YOUR GOAL →
All of the records shown below need to be copied with no differences.

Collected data
((

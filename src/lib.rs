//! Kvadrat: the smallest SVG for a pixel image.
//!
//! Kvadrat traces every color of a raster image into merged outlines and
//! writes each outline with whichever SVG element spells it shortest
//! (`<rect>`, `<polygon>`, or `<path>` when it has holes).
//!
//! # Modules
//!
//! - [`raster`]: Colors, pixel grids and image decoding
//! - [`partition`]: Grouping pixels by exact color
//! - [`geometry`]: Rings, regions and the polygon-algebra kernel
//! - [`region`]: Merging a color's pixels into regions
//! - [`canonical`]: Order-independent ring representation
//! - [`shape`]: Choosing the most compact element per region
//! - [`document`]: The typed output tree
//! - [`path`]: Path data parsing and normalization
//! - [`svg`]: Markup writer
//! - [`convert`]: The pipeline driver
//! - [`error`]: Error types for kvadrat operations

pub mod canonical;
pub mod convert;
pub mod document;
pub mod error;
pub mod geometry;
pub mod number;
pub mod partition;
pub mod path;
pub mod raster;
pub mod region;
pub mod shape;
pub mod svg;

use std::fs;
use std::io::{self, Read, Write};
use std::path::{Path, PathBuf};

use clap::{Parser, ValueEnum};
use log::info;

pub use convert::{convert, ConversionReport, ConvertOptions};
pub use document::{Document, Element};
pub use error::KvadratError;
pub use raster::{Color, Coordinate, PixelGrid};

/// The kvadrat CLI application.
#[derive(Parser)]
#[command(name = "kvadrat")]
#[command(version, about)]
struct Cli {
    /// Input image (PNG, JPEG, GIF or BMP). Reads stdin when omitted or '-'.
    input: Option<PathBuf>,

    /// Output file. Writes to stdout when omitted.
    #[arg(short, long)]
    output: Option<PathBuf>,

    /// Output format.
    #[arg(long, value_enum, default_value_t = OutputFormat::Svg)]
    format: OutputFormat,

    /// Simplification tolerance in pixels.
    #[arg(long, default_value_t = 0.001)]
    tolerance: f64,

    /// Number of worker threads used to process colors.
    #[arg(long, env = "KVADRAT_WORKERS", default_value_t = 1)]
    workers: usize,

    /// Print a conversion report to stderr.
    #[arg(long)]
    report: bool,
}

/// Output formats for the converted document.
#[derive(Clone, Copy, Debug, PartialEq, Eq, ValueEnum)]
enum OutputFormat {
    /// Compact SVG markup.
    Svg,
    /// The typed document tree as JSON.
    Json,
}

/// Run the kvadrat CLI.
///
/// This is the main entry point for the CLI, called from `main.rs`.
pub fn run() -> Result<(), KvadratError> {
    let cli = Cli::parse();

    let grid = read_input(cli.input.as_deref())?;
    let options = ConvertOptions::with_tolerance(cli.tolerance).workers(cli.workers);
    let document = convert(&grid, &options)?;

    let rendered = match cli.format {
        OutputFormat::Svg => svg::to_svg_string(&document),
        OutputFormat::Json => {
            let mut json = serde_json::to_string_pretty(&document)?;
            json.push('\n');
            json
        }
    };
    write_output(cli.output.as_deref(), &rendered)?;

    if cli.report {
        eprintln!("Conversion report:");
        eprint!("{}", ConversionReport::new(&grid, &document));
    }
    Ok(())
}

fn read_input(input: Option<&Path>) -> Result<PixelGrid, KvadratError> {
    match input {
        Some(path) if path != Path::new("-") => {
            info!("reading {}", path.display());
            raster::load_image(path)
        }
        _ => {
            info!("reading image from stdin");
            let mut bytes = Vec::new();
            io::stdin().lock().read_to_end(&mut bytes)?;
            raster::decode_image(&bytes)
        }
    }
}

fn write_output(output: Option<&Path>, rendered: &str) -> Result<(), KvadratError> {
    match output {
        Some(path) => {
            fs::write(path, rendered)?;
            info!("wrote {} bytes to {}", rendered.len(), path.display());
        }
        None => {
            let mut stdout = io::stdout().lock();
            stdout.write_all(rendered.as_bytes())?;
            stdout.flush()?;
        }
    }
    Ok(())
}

))

TASK OUTPUT →
filename src/lib.rs
//! Kvadrat: the smallest SVG for a pixel image.
//!
//! Kvadrat traces every color of a raster image into merged outlines and
//! writes each outline with whichever SVG element spells it shortest
//! (`<rect>`, `<polygon>`, or `<path>` when it has holes).
//!
//! # Modules
//!
//! - [`raster`]: Colors, pixel grids and image decoding
//! - [`partition`]: Grouping pixels by exact color
//! - [`geometry`]: Rings, regions and the polygon-algebra kernel
//! - [`region`]: Merging a color's pixels into regions
//! - [`canonical`]: Order-independent ring representation
//! - [`shape`]: Choosing the most compact element per region
//! - [`document`]: The typed output tree
//! - [`path`]: Path data parsing and normalization
//! - [`svg`]: Markup writer
//! - [`convert`]: The pipeline driver
//! - [`error`]: Error types for kvadrat operations

pub mod canonical;
pub mod convert;
pub mod document;
pub mod error;
pub mod geometry;
pub mod number;
pub mod partition;
pub mod path;
pub mod raster;
pub mod region;
pub mod shape;
pub mod svg;

use std::fs;
use std::io::{self, Read, Write};
use std::path::{Path, PathBuf};

use clap::{Parser, ValueEnum};
use log::info;

pub use convert::{convert, ConversionReport, ConvertOptions};
pub use document::{Document, Element};
pub use error::KvadratError;
pub use raster::{Color, Coordinate, PixelGrid};

/// The kvadrat CLI application.
#[derive(Parser)]
#[command(name = "kvadrat")]
#[command(version, about)]
struct Cli {
    /// Input image (PNG, JPEG, GIF or BMP). Reads stdin when omitted or '-'.
    input: Option<PathBuf>,

    /// Output file. Writes to stdout when omitted.
    #[arg(short, long)]
    output: Option<PathBuf>,

    /// Output format.
    #[arg(long, value_enum, default_value_t = OutputFormat::Svg)]
    format: OutputFormat,

    /// Simplification tolerance in pixels.
    #[arg(long, default_value_t = 0.001)]
    tolerance: f64,

    /// Number of worker threads used to process colors.
    #[arg(long, env = "KVADRAT_WORKERS", default_value_t = 1)]
    workers: usize,

    /// Print a conversion report to stderr.
    #[arg(long)]
    report: bool,
}

/// Output formats for the converted document.
#[derive(Clone, Copy, Debug, PartialEq, Eq, ValueEnum)]
enum OutputFormat {
    /// Compact SVG markup.
    Svg,
    /// The typed document tree as JSON.
    Json,
}

/// Run the kvadrat CLI.
///
/// This is the main entry point for the CLI, called from `main.rs`.
pub fn run() -> Result<(), KvadratError> {
    let cli = Cli::parse();

    let grid = read_input(cli.input.as_deref())?;
    let options = ConvertOptions::with_tolerance(cli.tolerance).workers(cli.workers);
    let document = convert(&grid, &options)?;

    let rendered = match cli.format {
        OutputFormat::Svg => svg::to_svg_string(&document),
        OutputFormat::Json => {
            let mut json = serde_json::to_string_pretty(&document)?;
            json.push('\n');
            json
        }
    };
    write_output(cli.output.as_deref(), &rendered)?;

    if cli.report {
        eprintln!("Conversion report:");
        eprint!("{}", ConversionReport::new(&grid, &document));
    }
    Ok(())
}

fn read_input(input: Option<&Path>) -> Result<PixelGrid, KvadratError> {
    match input {
        Some(path) if path != Path::new("-") => {
            info!("reading {}", path.display());
            raster::load_image(path)
        }
        _ => {
            info!("reading image from stdin");
            let mut bytes = Vec::new();
            io::stdin().lock().read_to_end(&mut bytes)?;
            raster::decode_image(&bytes)
        }
    }
}

fn write_output(output: Option<&Path>, rendered: &str) -> Result<(), KvadratError> {
    match output {
        Some(path) => {
            fs::write(path, rendered)?;
            info!("wrote {} bytes to {}", rendered.len(), path.display());
        }
        None => {
            let mut stdout = io::stdout().lock();
            stdout.write_all(rendered.as_bytes())?;
            stdout.flush()?;
        }
    }
    Ok(())
}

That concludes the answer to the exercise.